Your answer should be each line of the entries that contains the word "span", copied in full.

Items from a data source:
---*---
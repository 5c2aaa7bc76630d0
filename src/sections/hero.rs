//! Landing view: name, typed role, tagline, calls to action and the demo
//! card. Everything here is above the fold, so the reveals start visible.

use dioxus::prelude::*;
use portfolio_core::TypingConfig;
use portfolio_ui::{Button, ButtonSize, ButtonVariant, TechChip, TypingText};

use crate::bridge;
use crate::components::{DemoCard, Reveal, ResumeDialog, SectionWrapper};
use crate::context::{use_portfolio, use_settings};

/// Split a full name so the last word can carry the accent gradient
fn split_name(name: &str) -> (&str, &str) {
    match name.trim().rsplit_once(' ') {
        Some((first, last)) => (first, last),
        None => ("", name.trim()),
    }
}

#[component]
pub fn Hero() -> Element {
    let portfolio = use_portfolio();
    let mut show_resume = use_signal(|| false);

    let (first, last) = split_name(&portfolio.personal.name);
    let phrases = portfolio.hero.phrases.clone();
    let tech = portfolio.hero.tech.clone();
    let resume = use_settings().resume;

    rsx! {
        SectionWrapper { id: "hero".to_string(), class: "hero".to_string(),
            div { class: "hero-backdrop", "aria-hidden": "true" }

            div { class: "hero-grid",
                div { class: "hero-copy",
                    Reveal { visible_by_default: true,
                        h1 { class: "hero-name",
                            if !first.is_empty() {
                                span { "{first} " }
                            }
                            span { class: "accent-gradient", "{last}" }
                        }
                    }

                    Reveal { delay_ms: 90, visible_by_default: true,
                        p { class: "hero-role",
                            TypingText { phrases: phrases, config: TypingConfig::default() }
                        }
                    }

                    Reveal { delay_ms: 140, visible_by_default: true,
                        p { class: "hero-tagline",
                            "I design scalable "
                            strong { "APIs" }
                            ", robust "
                            strong { "systems" }
                            ", and clean user experiences."
                        }
                    }

                    Reveal { delay_ms: 190, visible_by_default: true,
                        div { class: "chip-row",
                            for t in tech {
                                TechChip { key: "{t}", tech: t.clone() }
                            }
                        }
                    }

                    Reveal { delay_ms: 230, visible_by_default: true,
                        div { class: "hero-actions",
                            Button {
                                size: ButtonSize::Lg,
                                onclick: move |_| bridge::scroll_to_section("projects"),
                                "View Projects"
                            }
                            Button {
                                variant: ButtonVariant::Outline,
                                size: ButtonSize::Lg,
                                onclick: move |_| bridge::scroll_to_section("contact"),
                                "Contact"
                            }
                            Button {
                                variant: ButtonVariant::Ghost,
                                size: ButtonSize::Lg,
                                onclick: move |_| show_resume.set(true),
                                "Resume"
                            }
                        }
                    }
                }

                Reveal { delay_ms: 180, visible_by_default: true,
                    DemoCard {}
                }
            }
        }

        if show_resume() {
            ResumeDialog {
                document: resume,
                on_close: move |_| show_resume.set(false),
            }
        }
    }
}

#[cfg(test)]
mod tests {
    use super::*;

    #[test]
    fn split_name_keeps_last_word() {
        assert_eq!(split_name("Anand Yadav"), ("Anand", "Yadav"));
        assert_eq!(split_name("Ada King Lovelace"), ("Ada King", "Lovelace"));
        assert_eq!(split_name("Prince"), ("", "Prince"));
    }
}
---*---
Task result:
                                span { "{first} " }
                            span { class: "accent-gradient", "{last}" }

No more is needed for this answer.